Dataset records
──────────
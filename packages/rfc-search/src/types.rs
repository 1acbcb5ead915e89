//! Core data types for the RFC search.
//!
//! These types represent the RFC Editor search results table and the
//! sorting options accepted by the search page.

use std::collections::BTreeMap;
use std::fmt;
use std::str::FromStr;

use serde::{Deserialize, Serialize};

use crate::error::SearchError;

/// Document format labels that hold the plain text of an RFC, by preference.
pub const TEXT_FORMATS: [&str; 3] = ["ASCII", "TEXT", "TXT"];

/// Column of the search results table, used as the sort key.
#[derive(Debug, Clone, Copy, PartialEq, Eq, Serialize, Deserialize)]
pub enum SortField {
    Number,
    Files,
    Title,
    Authors,
    Date,
    #[serde(rename = "More Info")]
    MoreInfo,
    Status,
}

impl SortField {
    /// All sort fields in table column order.
    pub const ALL: [SortField; 7] = [
        Self::Number,
        Self::Files,
        Self::Title,
        Self::Authors,
        Self::Date,
        Self::MoreInfo,
        Self::Status,
    ];

    /// Get the value sent as the `sortkey` parameter.
    #[must_use]
    pub fn as_str(&self) -> &'static str {
        match self {
            Self::Number => "Number",
            Self::Files => "Files",
            Self::Title => "Title",
            Self::Authors => "Authors",
            Self::Date => "Date",
            Self::MoreInfo => "More Info",
            Self::Status => "Status",
        }
    }
}

impl fmt::Display for SortField {
    fn fmt(&self, f: &mut fmt::Formatter<'_>) -> fmt::Result {
        f.write_str(self.as_str())
    }
}

impl FromStr for SortField {
    type Err = SearchError;

    /// Parse a sort field, accepting the wire value or the compact name
    /// (`MoreInfo`) in any letter case.
    fn from_str(s: &str) -> Result<Self, Self::Err> {
        let wanted = s.trim();
        Self::ALL
            .into_iter()
            .find(|f| {
                f.as_str().eq_ignore_ascii_case(wanted)
                    || f.as_str().replace(' ', "").eq_ignore_ascii_case(wanted)
            })
            .ok_or_else(|| {
                let fields = Self::ALL
                    .iter()
                    .map(|f| format!("'{f}'"))
                    .collect::<Vec<_>>()
                    .join(", ");
                SearchError::Config(format!(
                    "Invalid sort field '{wanted}', valid fields include {fields}"
                ))
            })
    }
}

/// Sort direction of the search results.
#[derive(Debug, Clone, Copy, PartialEq, Eq, Serialize, Deserialize)]
pub enum SortDirection {
    #[serde(rename = "ASC")]
    Ascending,
    #[serde(rename = "DESC")]
    Descending,
}

impl SortDirection {
    /// Get the value sent as the `sorting` parameter.
    #[must_use]
    pub fn as_str(&self) -> &'static str {
        match self {
            Self::Ascending => "ASC",
            Self::Descending => "DESC",
        }
    }
}

impl fmt::Display for SortDirection {
    fn fmt(&self, f: &mut fmt::Formatter<'_>) -> fmt::Result {
        f.write_str(self.as_str())
    }
}

impl FromStr for SortDirection {
    type Err = SearchError;

    fn from_str(s: &str) -> Result<Self, Self::Err> {
        match s.trim().to_ascii_uppercase().as_str() {
            "ASC" | "ASCENDING" => Ok(Self::Ascending),
            "DESC" | "DESCENDING" => Ok(Self::Descending),
            other => Err(SearchError::Config(format!(
                "Sort direction must be 'ASC' or 'DESC', got '{other}'"
            ))),
        }
    }
}

/// One row of the search results table.
#[derive(Debug, Clone, PartialEq, Eq, Serialize, Deserialize)]
pub struct SpecRecord {
    /// RFC number.
    pub id: u32,

    /// Document format label (e.g. "ASCII", "PDF") mapped to its download URL.
    pub files: BTreeMap<String, String>,

    pub title: String,
    pub authors: String,
    pub date: String,
    pub more_info: String,
    pub status: String,

    /// Detail page of the RFC.
    pub page_url: String,
}

impl SpecRecord {
    /// URL of the plain-text document, if the record lists one.
    ///
    /// # Examples
    /// ```
    /// use std::collections::BTreeMap;
    /// use rfc_search::types::SpecRecord;
    ///
    /// let mut files = BTreeMap::new();
    /// files.insert("PDF".to_string(), "https://example.org/rfc1.pdf".to_string());
    /// files.insert("ASCII".to_string(), "https://example.org/rfc1.txt".to_string());
    ///
    /// let record = SpecRecord {
    ///     id: 1,
    ///     files,
    ///     title: "Host Software".to_string(),
    ///     authors: String::new(),
    ///     date: String::new(),
    ///     more_info: String::new(),
    ///     status: String::new(),
    ///     page_url: String::new(),
    /// };
    /// assert_eq!(record.text_url(), Some("https://example.org/rfc1.txt"));
    /// ```
    #[must_use]
    pub fn text_url(&self) -> Option<&str> {
        TEXT_FORMATS
            .iter()
            .find_map(|label| self.files.get(*label))
            .map(String::as_str)
    }

    /// Pretty-printed JSON representation of the record.
    pub fn to_json(&self) -> serde_json::Result<String> {
        serde_json::to_string_pretty(self)
    }
}

/// Result of interpreting a search results page.
#[derive(Debug, Clone, PartialEq, Eq)]
pub enum SearchOutcome {
    /// The results table was present; rows that did not fit were skipped.
    Records(Vec<SpecRecord>),

    /// The search page rejected the query with these messages.
    RemoteValidationErrors(Vec<String>),

    /// The query was accepted but nothing matched.
    NoMatches,
}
──────────
### [TASK GOAL]
Please retype the data exactly as it stands, from its first line down to the line that contains "use std::str::FromStr;", then stop.

### [EXERCISE RESULT]
filename packages/rfc-search/src/types.rs
repository 1acbcb5ead915e89
//! Core data types for the RFC search.
//!
//! These types represent the RFC Editor search results table and the
//! sorting options accepted by the search page.

use std::collections::BTreeMap;
use std::fmt;
use std::str::FromStr;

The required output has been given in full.